Masking and reconstruction strategy is an efficient solution to self-supervised video pre-training. Video masked autoencoder (VideoMAE) has shown state-of-the-art results in action recognition both on big and small datasets. Here we expand VideoMAE, proposing a more challenging pre-task that reconstructs different views of a masked input, the Multi-View Video Masked (MVVM) strategy. As downstream task we select emotion recognition and we use MEAD as the enabling dataset, where subjects are recorded from different angulation (e.g. front, top, down, lateral etc.). The reconstruction of different views allows the model to learn more powerful representations for each frame. Even small facial expressions, visible only from some views, are encoded in the latent space. With this approach we show for the first time the end-to-end video emotion classification with the big ViT-B network. We increase the recognition of low intensity/subtle emotions of around 8%, when compared with state-of-the-art methods. Moreover, the MEAD dataset contains high and low intensity emotions which, thanks to the multi-view approach, enables fine-grained classification. The capability of classifying sub-categories is tested on a very small (200 videos) in-the-wild dataset where multiple shades of anger are represented (MFA dataset). The MVVM autoencoder is able to transfer knowledge and reach state-of-the-art emotion recognition accuracy.

11:00 - 11:30 
Lucie Cadorel (invited outside 3iA)
I3S / Inria Wimmics team

Geospatial Knowledge in Real Estate Listings : Extracting and Localizing Uncertain Spatial Information from Text.
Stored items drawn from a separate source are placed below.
//! Running sample statistics.

/// Mean and variance only, accumulated with Welford's update.
#[derive(Debug, Clone, Default)]
pub struct MeanVariance {
    count: usize,
    mean: f64,
    m2: f64,
    min: f64,
    max: f64,
}

impl MeanVariance {
    pub fn new() -> Self {
        Self::default()
    }

    pub fn clear(&mut self) {
        *self = Self::default();
    }

    pub fn add_sample(&mut self, x: f64) {
        if self.count == 0 {
            self.min = x;
            self.max = x;
        } else {
            self.min = self.min.min(x);
            self.max = self.max.max(x);
        }
        self.count += 1;
        let delta = x - self.mean;
        self.mean += delta / self.count as f64;
        self.m2 += delta * (x - self.mean);
    }

    pub fn count(&self) -> usize {
        self.count
    }

    /// `None` until a sample has been added.
    pub fn mean(&self) -> Option<f64> {
        (self.count > 0).then_some(self.mean)
    }

    pub fn min(&self) -> Option<f64> {
        (self.count > 0).then_some(self.min)
    }

    pub fn max(&self) -> Option<f64> {
        (self.count > 0).then_some(self.max)
    }

    /// Unbiased sample variance, `None` with fewer than two samples.
    pub fn variance(&self) -> Option<f64> {
        (self.count > 1).then(|| (self.m2 / (self.count - 1) as f64).max(0.0))
    }

    pub fn standard_deviation(&self) -> Option<f64> {
        self.variance().map(f64::sqrt)
    }
}

/// Keeps every sample, on top of the running moments.
#[derive(Debug, Clone, Default)]
pub struct SampleStatistics {
    samples: Vec<f64>,
    moments: MeanVariance,
}

impl SampleStatistics {
    pub fn new() -> Self {
        Self::default()
    }

    pub fn with_capacity(capacity: usize) -> Self {
        Self {
            samples: Vec::with_capacity(capacity),
            moments: MeanVariance::new(),
        }
    }

    pub fn clear(&mut self) {
        self.samples.clear();
        self.moments.clear();
    }

    pub fn add_sample(&mut self, x: f64) {
        self.samples.push(x);
        self.moments.add_sample(x);
    }

    pub fn count(&self) -> usize {
        self.samples.len()
    }

    pub fn samples(&self) -> &[f64] {
        &self.samples
    }

    pub fn mean(&self) -> Option<f64> {
        self.moments.mean()
    }

    pub fn variance(&self) -> Option<f64> {
        self.moments.variance()
    }

    pub fn standard_deviation(&self) -> Option<f64> {
        self.moments.standard_deviation()
    }

    /// Standard error of the mean.
    pub fn standard_error(&self) -> Option<f64> {
        self.standard_deviation()
            .map(|sd| sd / (self.count() as f64).sqrt())
    }

    pub fn min(&self) -> Option<f64> {
        self.moments.min()
    }

    pub fn max(&self) -> Option<f64> {
        self.moments.max()
    }
}
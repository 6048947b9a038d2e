pub mod branch_and_bound;

use crate::error::Result;
use crate::math::optimization::{LinearProgram, SolveStatus};

/// A minimization program in standard form where some columns must take
/// integer values.
#[derive(Debug, Clone)]
pub struct IntegerLinearProgram {
    pub program: LinearProgram<f64>,
    pub integer_vars: Vec<usize>,
}

#[derive(Debug, Clone)]
pub struct ILPSolution {
    pub values: Vec<f64>,
    pub objective_value: f64,
    pub status: SolveStatus,
    /// Number of relaxations solved
    pub nodes: usize,
}

pub trait ILPSolver {
    fn solve(&self, problem: &IntegerLinearProgram) -> Result<ILPSolution>;
}

pub use branch_and_bound::BranchAndBoundSolver;
use rand::Rng;

use crate::error::{Error, Result};

const EPSILON: f64 = 1e-10;

/// A distribution over the indices `0..n`, sampled by inverting the
/// cumulative table.
#[derive(Debug, Clone)]
pub struct DiscreteDistribution {
    probability: Vec<f64>,
    cumulative: Vec<f64>,
}

impl DiscreteDistribution {
    /// Builds a distribution from a probability vector.
    ///
    /// # Errors
    /// `Error::InvalidDistribution` if the vector is empty, an entry lies
    /// outside `[0, 1]`, or the entries do not sum to one.
    pub fn new(probability: Vec<f64>) -> Result<Self> {
        if probability.is_empty() {
            return Err(Error::InvalidDistribution("empty probability vector".into()));
        }
        if let Some(p) = probability.iter().find(|p| !(0.0..=1.0).contains(*p)) {
            return Err(Error::InvalidDistribution(format!(
                "probability out of range {}",
                p
            )));
        }

        let cumulative: Vec<f64> = probability
            .iter()
            .scan(0.0, |sum, &p| {
                *sum += p;
                Some(*sum)
            })
            .collect();
        let total = cumulative[cumulative.len() - 1];
        if (total - 1.0).abs() > EPSILON {
            return Err(Error::InvalidDistribution(format!("sum is {}", total)));
        }

        Ok(Self {
            probability,
            cumulative,
        })
    }

    /// A point mass on index 0.
    pub fn certain() -> Self {
        Self {
            probability: vec![1.0],
            cumulative: vec![1.0],
        }
    }

    pub fn len(&self) -> usize {
        self.probability.len()
    }

    pub fn is_empty(&self) -> bool {
        self.probability.is_empty()
    }

    pub fn probability(&self, i: usize) -> f64 {
        self.probability[i]
    }

    pub fn probabilities(&self) -> &[f64] {
        &self.probability
    }

    /// Draws an index. Zero-probability entries are never returned.
    pub fn sample<R: Rng + ?Sized>(&self, rng: &mut R) -> usize {
        let u: f64 = rng.gen();
        let index = self.cumulative.partition_point(|&c| c <= u);
        if index < self.probability.len() {
            return index;
        }
        // u beyond a cumulative total that rounded just below one
        self.probability
            .iter()
            .rposition(|&p| p > 0.0)
            .unwrap_or(self.probability.len() - 1)
    }

    /// Does `x` hold non-negative entries, each at most one, summing to one?
    pub fn is_distribution(x: &[f64]) -> bool {
        if x.iter().any(|p| !(0.0..=1.0).contains(p)) {
            return false;
        }
        (x.iter().sum::<f64>() - 1.0).abs() < EPSILON
    }
}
Spatial information is found in numerous unstructured (textual) documents such as travel blogs, social media in emergencies or Real Estate advertisements, and could be very difficult to extract and localize. Usually, digital gazetteers are used to match geospatial objects to their boundaries but they might be incomplete. Indeed, humans often use spatial expressions with toponyms (e.g., "West of Nice, France", "Nearby the Promeande des Anglais"), place types instead of toponyms (e.g., "Next to the beach") or local and unofficial place names (e.g., "La Banane in Cannes") that are not found in official gazetteers. For example, Real Estate professionals often exaggerate boundaries of a place that is popular and well-reputed since the location is one of the most valuable factors of purchasing. Thus, a number of studies have proposed to enrich gazetteers by estimating and representing the vernacular places. However, only a few approaches have taken into account vague spatial expressions such as "nearby" and places without toponyms (e.g, "the university"). In our work, we propose an automatic workflow to extract spatial information from Real Estate advertisements and retrieve a location approximation of the uncertain places in order to enrich geographic gazetteers.